Quantum Path Computing: Computing Architecture with Propagation Paths in Multiple Plane Diffraction of Classical Sources of Fermion and Boson Particles
Burhan Gulbahar

TL;DR
Quantum Path Computing (QPC) introduces a simple optical architecture using multiple plane diffraction with classical sources to perform complex problem solving, leveraging highly interfering paths without requiring single-photon resources.
Contribution
The paper presents QPC as a novel optical quantum computing setup that is simple, energy-efficient, and capable of solving hard number-theoretic problems without single-photon detection.
Findings
QPC can solve partial sums of Riemann theta functions.
QPC effectively performs period finding for Diophantine approximation.

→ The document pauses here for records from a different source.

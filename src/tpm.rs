//! State-by-node transition tables.
//!
//! Row `r` of a [`Tpm`] over `n` nodes holds the next state of the network
//! from the state that `r` denotes under the table's [`Convention`]. Tables of
//! deterministic networks are 0/1 valued, so rows are stored as packed bits.

use std::fmt::{Debug, Display, Formatter};

use bitvec::prelude::*;
use log::debug;

use crate::codec::{convert_table, index_to_state, state_to_index, Convention};
use crate::network::Network;
use crate::state::State;

#[derive(Clone, Eq, PartialEq)]
pub struct Tpm {
    num_nodes: usize,
    convention: Convention,
    bits: BitVec<u64, Lsb0>,
}

impl Tpm {
    /// Builds the transition table of `network` by enumerating all `2^n` states.
    ///
    /// # Panics
    ///
    /// Panics if the network has too many nodes to enumerate its states.
    pub fn build(network: &Network, convention: Convention) -> Self {
        let n = network.len();
        assert!(n < usize::BITS as usize, "Too many nodes ({}) to enumerate states", n);
        debug!("build_tpm(n = {}, convention = {})", n, convention);

        let mut bits = BitVec::with_capacity(n << n);
        for index in 0..1usize << n {
            let current = index_to_state(index, n, convention);
            let next = network.step(&current);
            bits.extend_from_bitslice(next.as_bitslice());
        }

        Self {
            num_nodes: n,
            convention,
            bits,
        }
    }

    /// Assembles a table from explicit rows given in `convention`.
    ///
    /// # Panics
    ///
    /// Panics if the row count is not `2^n` or a row is not of length `n`.
    pub fn from_rows(rows: &[State], convention: Convention) -> Self {
        assert!(!rows.is_empty(), "Table must have at least one row");
        let n = rows.len().trailing_zeros() as usize;
        assert_eq!(rows.len(), 1 << n, "Table must have 2^n rows, got {}", rows.len());
        let mut bits = BitVec::with_capacity(n << n);
        for row in rows {
            assert_eq!(row.len(), n, "Row {} must have {} columns", row, n);
            bits.extend_from_bitslice(row.as_bitslice());
        }
        Self {
            num_nodes: n,
            convention,
            bits,
        }
    }

    pub fn num_nodes(&self) -> usize {
        self.num_nodes
    }

    pub fn num_states(&self) -> usize {
        1 << self.num_nodes
    }

    pub fn convention(&self) -> Convention {
        self.convention
    }

    pub fn row(&self, index: usize) -> State {
        let n = self.num_nodes;
        State::from_bits(self.bits[index * n..(index + 1) * n].to_bitvec())
    }

    pub fn rows(&self) -> impl Iterator<Item = State> + '_ {
        (0..self.num_states()).map(|i| self.row(i))
    }

    /// Looks up the successor of `state`, whatever the table's convention.
    pub fn next_state(&self, state: &State) -> State {
        assert_eq!(state.len(), self.num_nodes, "State {} does not match table of {} nodes", state, self.num_nodes);
        self.row(state_to_index(state, self.convention))
    }

    /// Re-indexes the table into another convention.
    pub fn to_convention(&self, convention: Convention) -> Tpm {
        if convention == self.convention {
            return self.clone();
        }
        debug!("convert tpm: {} -> {}", self.convention, convention);
        let rows: Vec<State> = self.rows().collect();
        Tpm::from_rows(&convert_table(&rows, self.convention, convention), convention)
    }
}

impl Display for Tpm {
    fn fmt(&self, f: &mut Formatter<'_>) -> std::fmt::Result {
        for row in self.rows() {
            writeln!(f, "{}", row)?;
        }
        Ok(())
    }
}

impl Debug for Tpm {
    fn fmt(&self, f: &mut Formatter<'_>) -> std::fmt::Result {
        f.debug_struct("Tpm")
            .field("num_nodes", &self.num_nodes)
            .field("convention", &self.convention)
            .finish()
    }
}

#[cfg(test)]
mod tests {
    use super::*;

    use test_log::test;

    use crate::network::NodeConfig;

    fn fig4() -> Network {
        Network::build([
            NodeConfig::new("A", "OR", ["B", "C"]),
            NodeConfig::new("B", "AND", ["A", "C"]),
            NodeConfig::new("C", "XOR", ["A", "B"]),
        ])
        .unwrap()
    }

    const FIG4_LOW_FIRST: [[u8; 3]; 8] = [
        [0, 0, 0],
        [0, 0, 1],
        [1, 0, 1],
        [1, 0, 0],
        [1, 0, 0],
        [1, 1, 1],
        [1, 0, 1],
        [1, 1, 0],
    ];

    #[test]
    fn test_fig4_golden() {
        let tpm = Tpm::build(&fig4(), Convention::LowFirst);
        assert_eq!(tpm.num_states(), 8);
        assert_eq!(tpm.num_nodes(), 3);
        for (i, row) in FIG4_LOW_FIRST.iter().enumerate() {
            assert_eq!(tpm.row(i), State::from(*row), "row {}", i);
        }
        // State (A, B, C) = (1, 0, 0) is row 1.
        assert_eq!(tpm.row(1), State::from([0, 0, 1]));
    }

    #[test]
    fn test_rows_match_update() {
        let net = fig4();
        for convention in [Convention::LowFirst, Convention::HighFirst] {
            let tpm = Tpm::build(&net, convention);
            for (i, row) in tpm.rows().enumerate() {
                let state = index_to_state(i, 3, convention);
                assert_eq!(row, net.update(&state).unwrap());
                assert_eq!(tpm.next_state(&state), row);
            }
        }
    }

    #[test]
    fn test_to_convention() {
        let net = fig4();
        let low = Tpm::build(&net, Convention::LowFirst);
        let high = Tpm::build(&net, Convention::HighFirst);
        assert_ne!(low, high);
        assert_eq!(low.to_convention(Convention::HighFirst), high);
        assert_eq!(high.to_convention(Convention::LowFirst), low);
        assert_eq!(low.to_convention(Convention::LowFirst), low);
    }

    #[test]
    fn test_build_is_repeatable() {
        let net = fig4();
        assert_eq!(Tpm::build(&net, Convention::LowFirst), Tpm::build(&net, Convention::LowFirst));
    }

    #[test]
    fn test_empty_network() {
        let net = Network::build([]).unwrap();
        let tpm = Tpm::build(&net, Convention::LowFirst);
        assert_eq!(tpm.num_states(), 1);
        assert!(tpm.row(0).is_empty());
    }
}
use clap::Parser;

use bnet_rs::analysis::{Aggregation, AnalysisConfig, CutAnalysis};
use bnet_rs::codec::Convention;
use bnet_rs::error::OracleError;
use bnet_rs::network::{Network, NodeConfig};
use bnet_rs::oracle::{InformationOracle, OracleQuery};
use bnet_rs::state::StateConfig;
use bnet_rs::subsystem::Subsystem;

#[derive(Debug, Parser)]
#[command(author, version)]
struct Cli {
    /// Nodes that are on in the initial state.
    #[arg(value_name = "LABEL", default_values_t = ["A".to_string()])]
    on: Vec<String>,

    /// Number of update steps to print.
    #[clap(long, value_name = "INT", default_value = "4")]
    steps: usize,

    /// Print the transition table high-order-first.
    #[clap(long)]
    high_first: bool,

    /// Use cumulative aggregation instead of per-candidate.
    #[clap(long)]
    cumulative: bool,
}

/// Stand-in oracle: a mechanism integrates as much as its weakest side,
/// counting surviving causes and effects inside the evaluated nodes.
struct FanOracle;

impl InformationOracle for FanOracle {
    fn phi(&self, query: &OracleQuery<'_>) -> Result<f64, OracleError> {
        let cm = query.cut_connectivity();
        let m = query.mechanism[0];
        let fan_in = query.nodes.iter().filter(|&&i| cm.get(i, m)).count();
        let fan_out = query.nodes.iter().filter(|&&j| cm.get(m, j)).count();
        Ok(fan_in.min(fan_out) as f64)
    }
}

fn main() -> color_eyre::Result<()> {
    color_eyre::install()?;

    simplelog::TermLogger::init(
        simplelog::LevelFilter::Info,
        simplelog::Config::default(),
        simplelog::TerminalMode::Mixed,
        simplelog::ColorChoice::Auto,
    )?;

    let args = Cli::parse();
    println!("args = {:?}", args);

    let net = Network::build([
        NodeConfig::new("A", "OR", ["B", "C"]),
        NodeConfig::new("B", "AND", ["A", "C"]),
        NodeConfig::new("C", "XOR", ["A", "B"]),
    ])?;
    println!("net = {:?}", net);

    let sub = Subsystem::from_config(net, &StateConfig::on(args.on.iter().map(String::as_str)))?;
    println!("state = {}", sub.state());

    let convention = if args.high_first {
        Convention::HighFirst
    } else {
        Convention::LowFirst
    };
    println!("\nTPM ({}):\n{}", convention, sub.tpm(convention));
    println!("Connectivity:\n{}", sub.connectivity_matrix());

    let mut state = sub.state().clone();
    for t in 1..=args.steps {
        state = sub.network().update(&state)?;
        println!("t = {}: {}", t, state);
    }

    println!();
    for label in sub.labels() {
        let blanket = sub.markov_blanket(label)?;
        let hood = sub.neighborhood(label)?;
        println!(
            "{}: neighborhood = {:?}, blanket = {:?}",
            label,
            hood.labels().collect::<Vec<_>>(),
            blanket.labels().collect::<Vec<_>>()
        );
    }

    let aggregation = if args.cumulative {
        Aggregation::Cumulative
    } else {
        Aggregation::PerCandidate
    };
    let config = AnalysisConfig::default().with_aggregation(aggregation);
    let analysis = CutAnalysis::with_config(&sub, FanOracle, config);

    println!();
    for (label, phi) in analysis.first_order_phis()? {
        println!("phi({}) = {}", label, phi);
    }
    for report in analysis.cut_reports()? {
        println!("cut {}: destroys {}", report.target, report.total_destroyed);
        for effect in report.affected() {
            println!(
                "  {}: uncut = {}, out = {}, in = {}",
                effect.node, effect.phi_uncut, effect.phi_out, effect.phi_in
            );
        }
    }
    match analysis.minimum_cut()? {
        Some(mip) => println!("\nminimum cut: {} ({})", mip.node, mip.total_destroyed),
        None => println!("\nminimum cut: none"),
    }

    Ok(())
}
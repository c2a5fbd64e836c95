//! # bnet-rs: Boolean networks and single-node cut analysis in Rust
//!
//! **`bnet-rs`** describes discrete-time Boolean dynamical networks and prepares them for
//! integrated-information analysis.
//!
//! ## What is a Boolean network?
//!
//! A Boolean network is a set of nodes, each holding one bit. Every node has a **mechanism**
//! (a logic gate such as AND, XOR or MAJORITY) and an ordered list of input nodes.
//! At each time step, all nodes update **synchronously**: every mechanism reads the current
//! state of its inputs and produces the node's next state.
//!
//! ## Key Features
//!
//! - **Ordered Networks**: Node order is fixed by declaration and used everywhere --- states,
//!   transition tables, connectivity matrices and subsystems all follow it.
//! - **Explicit State**: States are values passed into [`Network::update`][crate::network::Network::update],
//!   never hidden inside the network.
//! - **Two Index Conventions**: Low-order-first and high-order-first state indexing, with an explicit
//!   conversion step between them (see [`codec`]).
//! - **Structural Queries**: Neighborhoods and Markov blankets as induced [`Subsystem`][crate::subsystem::Subsystem]s.
//! - **Cut Analysis**: Estimates how much integrated information each single-node cut destroys,
//!   using any [`InformationOracle`][crate::oracle::InformationOracle].
//!
//! ## Basic Usage
//!
//! ```rust
//! use bnet_rs::codec::Convention;
//! use bnet_rs::network::{Network, NodeConfig};
//! use bnet_rs::state::{parse_state_config, State, StateConfig};
//! use bnet_rs::tpm::Tpm;
//!
//! // 1. Declare the network: (label, mechanism, inputs...)
//! let net = Network::build([
//!     NodeConfig::new("A", "OR", ["B", "C"]),
//!     NodeConfig::new("B", "AND", ["A", "C"]),
//!     NodeConfig::new("C", "XOR", ["A", "B"]),
//! ])
//! .unwrap();
//!
//! // 2. Describe a state: only A is on
//! let state = parse_state_config(&net, &StateConfig::on(["A"])).unwrap();
//! assert_eq!(state, State::from([1, 0, 0]));
//!
//! // 3. Step the dynamics
//! assert_eq!(net.update(&state).unwrap(), State::from([0, 0, 1]));
//!
//! // 4. Build the full transition table
//! let tpm = Tpm::build(&net, Convention::LowFirst);
//! assert_eq!(tpm.next_state(&state), State::from([0, 0, 1]));
//! ```
//!
//! ## Core Components
//!
//! - **[`gate`]** and **[`mechanism`]**: Node update functions.
//! - **[`network`]**: Network construction and dynamics.
//! - **[`codec`]** and **[`tpm`]**: State indexing and transition tables.
//! - **[`subsystem`]**: Neighborhoods, Markov blankets and induced subsystems.
//! - **[`cut`]**, **[`oracle`]** and **[`analysis`]**: Directional cuts and the cut-analysis engine.

pub mod analysis;
pub mod codec;
pub mod connectivity;
pub mod cut;
pub mod error;
pub mod gate;
pub mod mechanism;
pub mod network;
pub mod oracle;
pub mod state;
pub mod subsystem;
pub mod tpm;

Numerical analysis shows non-Gaussian quantum features in MPD.
Abstract
Quantum computing (QC) architectures utilizing classical or coherent resources with Gaussian transformations are classically simulable as an indicator of the lack of QC power. Simple optical set-ups utilizing wave-particle duality and interferometers achieve QC speed-up with the cost of exponential complexity of resources in time, space or energy. However, linear optical networks composed of single photon inputs and photon number measurements such as boson sampling achieve solving problems which are not efficiently solvable by classical computers while emphasizing the power of linear optics. In this article, quantum path computing (QPC) set-up is introduced as the simplest optical QC satisfying five fundamental properties all-in-one: exploiting only the coherent sources being either fermion or boson, i.e., Gaussian wave packet of standard laser, simple set-up of multiple plane…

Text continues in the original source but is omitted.